Kiitwood died in 1998 and since then many people have built on his work. Some have been applying the same principles to people living at home with care partners.

This is difficult country to navigate. In a community like Tibbs Dementia, it is a skill we have to learn and keep relearning.  How do we help people with dementia and their care partners equally? This dilemma was thrown into sharp relief for us by the recent visits of Wendy Mitchell -both of them. (When writing this I checked and found that Wendy Mitchell is a member of Dementia Alliance International and writes a regular blog with news from the UK.) Most people who heard her at our Team Day attended by staff and volunteers were blown away by her. People felt so inspired by her “Can do” approach and an awful lot of us have purchased her book – “Somebody I used to know”. But she also spoke to our Young Onset group which is attended by care partners as well as people with dementia. There was significant pushback afterwards, I gather, by some carers who were disturbed by what she had to say. They felt that they had been doing it wrong and their sense of guilt and inadequacy was made worse than it already was. This is absolutely not what we want to happen.

What can we do? How can we help to hold these two different realities together in the same safe space within our community?

With this mulling around in my mind I discovered a scholarly article by Steven Sabat which I think might be helpful.  In this outline he uses four different possible ways of looking in order to understand the behaviour of a person with dementia.

  1. Says that the person’s behaviour can always be explained by the physical damage to the brain caused by dementia. The person is seen completely through the lens of the disease, and we measure the things which they can’t do rather than those they can. This is the traditional biomedical model.
  2. We might also ask ourselves how the person is reacting to the damage to their brain? How would they have reacted to a major threat disturbing life event before they had dementia? (psycho/social model)
  3. Another factor is the way that the person is being treated by other people who are supporting them. That may be friends and family as well as professionals. (psycho/social model)
  4. The final factor is the reaction of the person with dementia to being treated the way they are. Do they withdraw or do they react with anger? (psychological)

Article by Sabat “A bio-psycho-social approach to dementia. (2008) (www.researchgate.net).

Sabat suggests that all four of these different ways of understanding people are needed and he is arguing for a Bio/Psycho/Social approach.
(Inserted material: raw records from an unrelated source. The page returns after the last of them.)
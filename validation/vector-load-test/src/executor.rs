//! Timed write and query primitives.
//!
//! Each executor wraps exactly one backend call, measures its wall-clock
//! time and reports the sample to the run's recorder. Failed calls are
//! recorded or skipped according to [`LatencyRecording`]. Nothing is retried.

use std::future::Future;
use std::time::Instant;

use tracing::debug;

use crate::backend::{BackendResult, SearchRequest};
use crate::config::LatencyRecording;
use crate::context::RunContext;
use crate::error::BackendError;
use crate::workload::{InsertBatch, OperationClass, WorkUnit};

/// Run one work unit against the backend.
pub async fn execute(ctx: &RunContext, unit: WorkUnit) -> BackendResult<()> {
    match unit {
        WorkUnit::Write { iteration, batch } => execute_write(ctx, iteration, &batch).await,
        WorkUnit::Query { vectors } => execute_query(ctx, &vectors).await,
    }
}

/// Insert one batch through the writer handle.
pub async fn execute_write(ctx: &RunContext, iteration: u64, batch: &InsertBatch) -> BackendResult<()> {
    let config = ctx.config();
    let call = ctx.writer().insert(
        &config.collection.name,
        &config.collection.partition,
        ctx.fields(),
        batch,
    );
    let rows = timed(ctx, OperationClass::Write, call).await?;
    debug!(iteration, rows, "write complete");
    Ok(())
}

/// Search with the given query vectors through the reader handle.
pub async fn execute_query(ctx: &RunContext, vectors: &[Vec<f32>]) -> BackendResult<()> {
    let config = ctx.config();
    let request = SearchRequest {
        collection: &config.collection.name,
        partitions: ctx.partitions(),
        filter: ctx.filter(),
        output_fields: ctx.output_fields(),
        vectors,
        vector_field: &config.collection.vector_field,
        metric: config.index.metric,
        top_k: config.search.top_k,
        nprobe: config.search.nprobe,
    };
    let hits = timed(ctx, OperationClass::Query, ctx.reader().search(&request)).await?;
    debug!(hits, "query complete");
    Ok(())
}

/// Await `call` under the run's optional deadline and record its latency.
async fn timed<T, F>(ctx: &RunContext, class: OperationClass, call: F) -> BackendResult<T>
where
    F: Future<Output = BackendResult<T>>,
{
    let start = Instant::now();
    let result = match ctx.call_timeout() {
        Some(deadline) => match tokio::time::timeout(deadline, call).await {
            Ok(result) => result,
            Err(_) => Err(BackendError::Timeout(deadline.as_millis() as u64)),
        },
        None => call.await,
    };
    let elapsed = start.elapsed();

    if result.is_ok() || ctx.latency_recording() == LatencyRecording::Always {
        ctx.recorder().record(class, elapsed);
    }
    result
}
//! Run-scoped shared state.

use std::sync::atomic::{AtomicU64, Ordering};
use std::sync::Arc;
use std::time::Duration;

use crate::backend::{FieldNames, VectorBackend};
use crate::config::{LatencyRecording, RunConfig};
use crate::metrics::SampleRecorder;
use crate::workload::{OperationClass, WorkUnit, WorkloadGenerator};

/// RNG stream reserved for the fixed query batch.
const QUERY_VECTOR_STREAM: u64 = u64::MAX - 1;

/// Everything a single run shares between its concurrent invocations.
///
/// One instance per run; nothing here is process-global, so independent
/// runs can coexist in one process.
pub struct RunContext {
    config: Arc<RunConfig>,
    recorder: SampleRecorder,
    iterations: AtomicU64,
    writer: Arc<dyn VectorBackend>,
    reader: Arc<dyn VectorBackend>,
    generator: WorkloadGenerator,
    query_vectors: Arc<Vec<Vec<f32>>>,
    fields: FieldNames,
    partitions: Vec<String>,
    output_fields: Vec<String>,
    filter: String,
}

impl RunContext {
    /// Create a context using separate backend handles for writes and queries.
    pub fn new(
        config: Arc<RunConfig>,
        writer: Arc<dyn VectorBackend>,
        reader: Arc<dyn VectorBackend>,
    ) -> Self {
        let generator = WorkloadGenerator::new(
            config.workload.seed,
            config.collection.dim,
            config.workload.rows_per_insert,
        );
        let query_vectors = generator.query_vectors(
            &mut generator.rng_for(QUERY_VECTOR_STREAM),
            config.search.nq,
        );

        Self {
            recorder: SampleRecorder::new(),
            iterations: AtomicU64::new(0),
            writer,
            reader,
            generator,
            query_vectors: Arc::new(query_vectors),
            fields: FieldNames::from_config(&config),
            partitions: vec![config.collection.partition.clone()],
            output_fields: vec![
                config.collection.pk_field.clone(),
                config.collection.scalar_field.clone(),
            ],
            filter: config.search_filter(),
            config,
        }
    }

    pub fn config(&self) -> &RunConfig {
        &self.config
    }

    pub fn recorder(&self) -> &SampleRecorder {
        &self.recorder
    }

    pub fn writer(&self) -> &dyn VectorBackend {
        self.writer.as_ref()
    }

    pub fn reader(&self) -> &dyn VectorBackend {
        self.reader.as_ref()
    }

    pub fn generator(&self) -> &WorkloadGenerator {
        &self.generator
    }

    pub fn fields(&self) -> &FieldNames {
        &self.fields
    }

    pub fn partitions(&self) -> &[String] {
        &self.partitions
    }

    pub fn output_fields(&self) -> &[String] {
        &self.output_fields
    }

    pub fn filter(&self) -> &str {
        &self.filter
    }

    pub fn latency_recording(&self) -> LatencyRecording {
        self.config.workload.latency_recording
    }

    pub fn call_timeout(&self) -> Option<Duration> {
        self.config.backend.call_timeout_ms.map(Duration::from_millis)
    }

    /// Claim the next write iteration. Each index is handed out exactly once per run.
    pub fn next_iteration(&self) -> u64 {
        self.iterations.fetch_add(1, Ordering::Relaxed)
    }

    /// Number of iteration indices handed out so far (preload included).
    pub fn iterations_consumed(&self) -> u64 {
        self.iterations.load(Ordering::Relaxed)
    }

    /// Build the work unit for invocation `sequence` of the run.
    ///
    /// Writes claim their iteration index here, before any payload is generated.
    pub fn build_unit(&self, class: OperationClass, sequence: u64) -> WorkUnit {
        match class {
            OperationClass::Write => {
                let iteration = self.next_iteration();
                let mut rng = self.generator.rng_for(sequence);
                WorkUnit::Write {
                    iteration,
                    batch: self.generator.insert_batch(&mut rng, iteration),
                }
            }
            OperationClass::Query => {
                let vectors = if self.config.search.refresh_vectors {
                    let mut rng = self.generator.rng_for(sequence);
                    Arc::new(self.generator.query_vectors(&mut rng, self.config.search.nq))
                } else {
                    self.query_vectors.clone()
                };
                WorkUnit::Query { vectors }
            }
        }
    }
}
He says that we see what we expect to see. We have all been conditioned to see dementia as   a defect and so that’s what we see – and we respond appropriately. So, if we expect to see things that aren’t going well, that’s what we’ll see. Is the anxiety we see in the person a symptom of dementia or a response to something that has happened to them for example?
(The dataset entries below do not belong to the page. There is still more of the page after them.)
//! Load generator for Milvus-style vector databases.
//!
//! This crate provides tools to:
//! - Prepare a collection with a fixed primary-key/scalar/vector schema
//! - Drive it with rounds of concurrent inserts and searches
//! - Capture raw per-operation latency samples without loss
//! - Export the samples as one value per line for offline analysis

pub mod backend;
pub mod config;
pub mod context;
pub mod error;
pub mod executor;
pub mod export;
pub mod metrics;
pub mod report;
pub mod runner;
pub mod scheduler;
pub mod setup;
pub mod workload;

pub use backend::{RestBackend, VectorBackend};
pub use config::{ClassSelection, LatencyRecording, RunConfig};
pub use context::RunContext;
pub use error::{BackendError, HarnessError, Result};
pub use export::ResultExporter;
pub use metrics::{RunSummary, SampleRecorder, SeriesSummary};
pub use report::ResultsReport;
pub use runner::{LoadRunner, RunOutcome};
pub use scheduler::{RoundScheduler, SchedulerState};
pub use workload::{OperationClass, WorkUnit, WorkloadGenerator};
He feels very strongly that we need to keep reminding ourselves that no two people are alike. People with the same type of dementia and the same degree of severity doesn’t mean they will behave the same. There is no such thing as ONE SIZE FITS ALL.

I wonder if it would help us to support care partners by using the same approach, suggested by Sabat, and asking those questions?

  1. Is the care partner seen through the lens of age, underlying health conditions, weariness, depression? Are assumptions made about what they can and can’t do?
  2. How are they reacting to the dementia of the person they are supporting? How do they usually react to situations which make enormous physical and emotional demands on them? The loss of control, the unpredictability, the inability to ‘make it better’? Could they have experienced anything like this before?
  3. How are they being treated by other people? The same as they were before? Do people avoid them? Do other people understand? How is the family reacting?
  4. How does the carer react to being treated like this? Do they withdraw or do they react with anger?

I think this kind of works. Personally, I can’t wait till we can get back to meeting face to face so that we can start the Encompass groups again for care partners on their own and Clear Voices similarly. It is really important that everyone has a voice and is listened to. Each group needs their own safe space. Zoom has kept us together so, but we need more, don’t we?